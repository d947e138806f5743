//! In-memory submission store
//!
//! Backs dev mode when MongoDB is unreachable, and every engine test.
//! A single mutex guards the whole state so the two uniqueness checks and
//! the insert they protect are one atomic step, matching what the unique
//! indexes give the Mongo-backed store.

use async_trait::async_trait;
use chrono::{DateTime, NaiveDate, Utc};
use std::collections::HashMap;
use std::sync::Mutex;

use crate::store::{NewSubmission, QueuedSubmission, Submission, SubmissionStore};
use crate::types::{AlmanacError, Result};

#[derive(Default)]
struct MemoryState {
    /// identity_token -> submission
    by_identity: HashMap<String, Submission>,
    /// network_fingerprint -> identity_token
    fingerprints: HashMap<String, String>,
    /// FIFO holding queue, kept sorted by queued_at
    queue: Vec<QueuedSubmission>,
    next_id: u64,
}

/// Durable-store stand-in living entirely in process memory
#[derive(Default)]
pub struct MemoryStore {
    state: Mutex<MemoryState>,
}

impl MemoryStore {
    pub fn new() -> Self {
        Self::default()
    }

    fn lock(&self) -> Result<std::sync::MutexGuard<'_, MemoryState>> {
        self.state
            .lock()
            .map_err(|e| AlmanacError::Database(format!("memory store poisoned: {}", e)))
    }
}

#[async_trait]
impl SubmissionStore for MemoryStore {
    async fn insert(&self, submission: NewSubmission) -> Result<Submission> {
        let mut state = self.lock()?;

        if state.by_identity.contains_key(&submission.identity_token) {
            return Err(AlmanacError::DuplicateIdentity);
        }
        if state.fingerprints.contains_key(&submission.network_fingerprint) {
            return Err(AlmanacError::DuplicateFingerprint);
        }

        state.next_id += 1;
        let now = Utc::now();
        let record = Submission {
            id: format!("mem-{}", state.next_id),
            predicted_date: submission.predicted_date,
            identity_token: submission.identity_token.clone(),
            network_fingerprint: submission.network_fingerprint.clone(),
            weight: submission.weight,
            created_at: now,
            updated_at: now,
        };

        state
            .fingerprints
            .insert(submission.network_fingerprint, submission.identity_token.clone());
        state
            .by_identity
            .insert(submission.identity_token, record.clone());

        Ok(record)
    }

    async fn find_by_identity(&self, identity_token: &str) -> Result<Option<Submission>> {
        Ok(self.lock()?.by_identity.get(identity_token).cloned())
    }

    async fn update_prediction(
        &self,
        identity_token: &str,
        predicted_date: NaiveDate,
        weight: f64,
        network_fingerprint: Option<&str>,
    ) -> Result<Option<Submission>> {
        let mut state = self.lock()?;

        let previous = match state.by_identity.get(identity_token).cloned() {
            Some(record) => record,
            None => return Ok(None),
        };

        if let Some(fingerprint) = network_fingerprint {
            if let Some(owner) = state.fingerprints.get(fingerprint) {
                if owner != identity_token {
                    return Err(AlmanacError::DuplicateFingerprint);
                }
            }
        }

        let mut updated = previous.clone();
        updated.predicted_date = predicted_date;
        updated.weight = weight;
        updated.updated_at = Utc::now();
        if let Some(fingerprint) = network_fingerprint {
            state.fingerprints.remove(&previous.network_fingerprint);
            state
                .fingerprints
                .insert(fingerprint.to_string(), identity_token.to_string());
            updated.network_fingerprint = fingerprint.to_string();
        }
        state.by_identity.insert(identity_token.to_string(), updated);

        Ok(Some(previous))
    }

    async fn samples(&self) -> Result<Vec<(NaiveDate, f64)>> {
        Ok(self
            .lock()?
            .by_identity
            .values()
            .map(|s| (s.predicted_date, s.weight))
            .collect())
    }

    async fn count(&self) -> Result<u64> {
        Ok(self.lock()?.by_identity.len() as u64)
    }

    async fn enqueue(&self, item: QueuedSubmission) -> Result<u64> {
        let mut state = self.lock()?;
        // Keep arrival order even if a retried item carries an older stamp
        let at = state
            .queue
            .partition_point(|queued| queued.queued_at <= item.queued_at);
        state.queue.insert(at, item);
        Ok(state.queue.len() as u64)
    }

    async fn dequeue_batch(
        &self,
        limit: usize,
        cutoff: DateTime<Utc>,
    ) -> Result<(Vec<QueuedSubmission>, u64)> {
        let mut state = self.lock()?;
        let take = limit.min(state.queue.len());
        let mut items = Vec::new();
        let mut discarded = 0u64;
        for item in state.queue.drain(..take) {
            if item.queued_at < cutoff {
                discarded += 1;
            } else {
                items.push(item);
            }
        }
        Ok((items, discarded))
    }

    async fn queue_depth(&self) -> Result<u64> {
        Ok(self.lock()?.queue.len() as u64)
    }
}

=====

Problem
Tally the lines of the entries that carry the word "Some" and say only that number.

Exercise result
5